#### WORK ITEM:
One number is the full answer: how many lines in the records contain the word "vars"?

[Collected data entries]
━━━━

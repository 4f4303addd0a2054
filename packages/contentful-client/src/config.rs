//! Client configuration loaded from environment variables.

use secrecy::{ExposeSecret, SecretBox};
use std::fmt;

use crate::error::{ContentfulError, Result};

const DELIVERY_HOST: &str = "cdn.contentful.com";
const PREVIEW_HOST: &str = "preview.contentful.com";

/// An API token that never appears in logs or debug output.
pub struct ApiToken(SecretBox<str>);

impl ApiToken {
    pub fn new(value: impl Into<String>) -> Self {
        let value: String = value.into();
        Self(SecretBox::new(value.into_boxed_str()))
    }

    /// Expose the token for use in a request header.
    pub fn expose(&self) -> &str {
        self.0.expose_secret()
    }

    fn is_empty(&self) -> bool {
        self.expose().is_empty()
    }
}

impl Clone for ApiToken {
    fn clone(&self) -> Self {
        Self::new(self.expose())
    }
}

impl fmt::Debug for ApiToken {
    fn fmt(&self, f: &mut fmt::Formatter<'_>) -> fmt::Result {
        f.write_str("[REDACTED]")
    }
}

impl From<&str> for ApiToken {
    fn from(s: &str) -> Self {
        Self::new(s)
    }
}

impl From<String> for ApiToken {
    fn from(s: String) -> Self {
        Self::new(s)
    }
}

/// Space, environment and credentials for the delivery and preview APIs.
#[derive(Debug, Clone)]
pub struct ContentfulConfig {
    pub space_id: String,
    pub environment: String,
    pub delivery_token: ApiToken,
    pub preview_token: Option<ApiToken>,
    /// Overrides `https://cdn.contentful.com` / `https://preview.contentful.com`.
    pub api_base: Option<String>,
}

impl ContentfulConfig {
    pub fn new(
        space_id: impl Into<String>,
        environment: impl Into<String>,
        delivery_token: impl Into<ApiToken>,
    ) -> Self {
        Self {
            space_id: space_id.into(),
            environment: environment.into(),
            delivery_token: delivery_token.into(),
            preview_token: None,
            api_base: None,
        }
    }

    pub fn with_preview_token(mut self, token: impl Into<ApiToken>) -> Self {
        self.preview_token = Some(token.into());
        self
    }

    pub fn with_api_base(mut self, base: impl Into<String>) -> Self {
        self.api_base = Some(base.into());
        self
    }

    /// Load from `CONTENTFUL_*` environment variables, reading `.env` if present.
    pub fn from_env() -> Result<Self> {
        let _ = dotenvy::dotenv();
        Self::from_lookup(|key| std::env::var(key).ok())
    }

    /// Load from an arbitrary variable source. Empty values count as unset.
    pub fn from_lookup<F>(lookup: F) -> Result<Self>
    where
        F: Fn(&str) -> Option<String>,
    {
        let var = |key: &str| lookup(key).map(|v| v.trim().to_string()).filter(|v| !v.is_empty());

        let space_id = var("CONTENTFUL_SPACE_ID")
            .ok_or_else(|| ContentfulError::Config("CONTENTFUL_SPACE_ID not set".into()))?;
        let environment = var("CONTENTFUL_ENVIRONMENT")
            .ok_or_else(|| ContentfulError::Config("CONTENTFUL_ENVIRONMENT not set".into()))?;
        let delivery_token = var("CONTENTFUL_DELIVERY_TOKEN")
            .ok_or_else(|| ContentfulError::Config("CONTENTFUL_DELIVERY_TOKEN not set".into()))?;

        Ok(Self {
            space_id,
            environment,
            delivery_token: ApiToken::new(delivery_token),
            preview_token: var("CONTENTFUL_PREVIEW_TOKEN").map(ApiToken::new),
            api_base: var("CONTENTFUL_API_BASE"),
        })
    }

    /// Fail fast on missing identifiers or credentials.
    pub fn validate(&self) -> Result<()> {
        if self.space_id.trim().is_empty() {
            return Err(ContentfulError::Config("Missing Contentful space ID".into()));
        }
        if self.environment.trim().is_empty() {
            return Err(ContentfulError::Config(
                "Missing Contentful environment ID".into(),
            ));
        }
        if self.delivery_token.is_empty() {
            return Err(ContentfulError::Config(
                "Missing Contentful delivery token".into(),
            ));
        }
        Ok(())
    }

    /// Token for the requested API. Preview falls back to the delivery token.
    pub fn token(&self, preview: bool) -> &ApiToken {
        if preview {
            if let Some(token) = self.preview_token.as_ref().filter(|t| !t.is_empty()) {
                return token;
            }
        }
        &self.delivery_token
    }

    /// `.../spaces/{space}/environments/{environment}` for the requested API.
    pub fn environment_url(&self, preview: bool) -> String {
        let base = match &self.api_base {
            Some(base) => base.trim_end_matches('/').to_string(),
            None => {
                let host = if preview { PREVIEW_HOST } else { DELIVERY_HOST };
                format!("https://{host}")
            }
        };
        format!(
            "{}/spaces/{}/environments/{}",
            base, self.space_id, self.environment
        )
    }
}

#[cfg(test)]
mod tests {
    use super::*;
    use std::collections::HashMap;

    fn lookup(vars: &[(&str, &str)]) -> impl Fn(&str) -> Option<String> {
        let vars: HashMap<String, String> = vars
            .iter()
            .map(|(k, v)| (k.to_string(), v.to_string()))
            .collect();
        move |key: &str| vars.get(key).cloned()
    }

    #[test]
    fn test_from_lookup_requires_space_and_token() {
        let err = ContentfulConfig::from_lookup(lookup(&[("CONTENTFUL_DELIVERY_TOKEN", "t")]))
            .unwrap_err();
        assert!(matches!(err, ContentfulError::Config(msg) if msg.contains("SPACE_ID")));

        let err = ContentfulConfig::from_lookup(lookup(&[
            ("CONTENTFUL_SPACE_ID", "space"),
            ("CONTENTFUL_ENVIRONMENT", "master"),
            ("CONTENTFUL_DELIVERY_TOKEN", "   "),
        ]))
        .unwrap_err();
        assert!(matches!(err, ContentfulError::Config(msg) if msg.contains("DELIVERY_TOKEN")));
    }

    #[test]
    fn test_from_lookup_requires_environment() {
        let err = ContentfulConfig::from_lookup(lookup(&[
            ("CONTENTFUL_SPACE_ID", "space"),
            ("CONTENTFUL_DELIVERY_TOKEN", "delivery"),
        ]))
        .unwrap_err();
        assert!(matches!(err, ContentfulError::Config(msg) if msg.contains("CONTENTFUL_ENVIRONMENT")));
    }

    #[test]
    fn test_from_lookup_reads_all_variables() {
        let config = ContentfulConfig::from_lookup(lookup(&[
            ("CONTENTFUL_SPACE_ID", "space"),
            ("CONTENTFUL_ENVIRONMENT", "master"),
            ("CONTENTFUL_DELIVERY_TOKEN", "delivery"),
        ]))
        .unwrap();

        assert_eq!(config.environment, "master");
        assert!(config.preview_token.is_none());
        assert_eq!(
            config.environment_url(false),
            "https://cdn.contentful.com/spaces/space/environments/master"
        );
    }

    #[test]
    fn test_preview_selects_host_and_token() {
        let config = ContentfulConfig::new("space", "staging", "delivery")
            .with_preview_token("preview");

        assert_eq!(
            config.environment_url(true),
            "https://preview.contentful.com/spaces/space/environments/staging"
        );
        assert_eq!(config.token(true).expose(), "preview");
        assert_eq!(config.token(false).expose(), "delivery");

        let no_preview = ContentfulConfig::new("space", "staging", "delivery");
        assert_eq!(no_preview.token(true).expose(), "delivery");
    }

    #[test]
    fn test_api_base_override() {
        let config =
            ContentfulConfig::new("space", "master", "t").with_api_base("http://localhost:9000/");
        assert_eq!(
            config.environment_url(true),
            "http://localhost:9000/spaces/space/environments/master"
        );
    }

    #[test]
    fn test_validate_rejects_blank_fields() {
        assert!(ContentfulConfig::new("space", "master", "t").validate().is_ok());
        assert!(ContentfulConfig::new("", "master", "t").validate().is_err());
        assert!(ContentfulConfig::new("space", "", "t").validate().is_err());
        assert!(ContentfulConfig::new("space", "master", "").validate().is_err());
    }

    #[test]
    fn test_token_debug_is_redacted() {
        let config = ContentfulConfig::new("space", "master", "super-secret");
        let debug = format!("{:?}", config);
        assert!(!debug.contains("super-secret"));
        assert!(debug.contains("[REDACTED]"));
    }
}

━━━━

#### ANSWER AREA:
3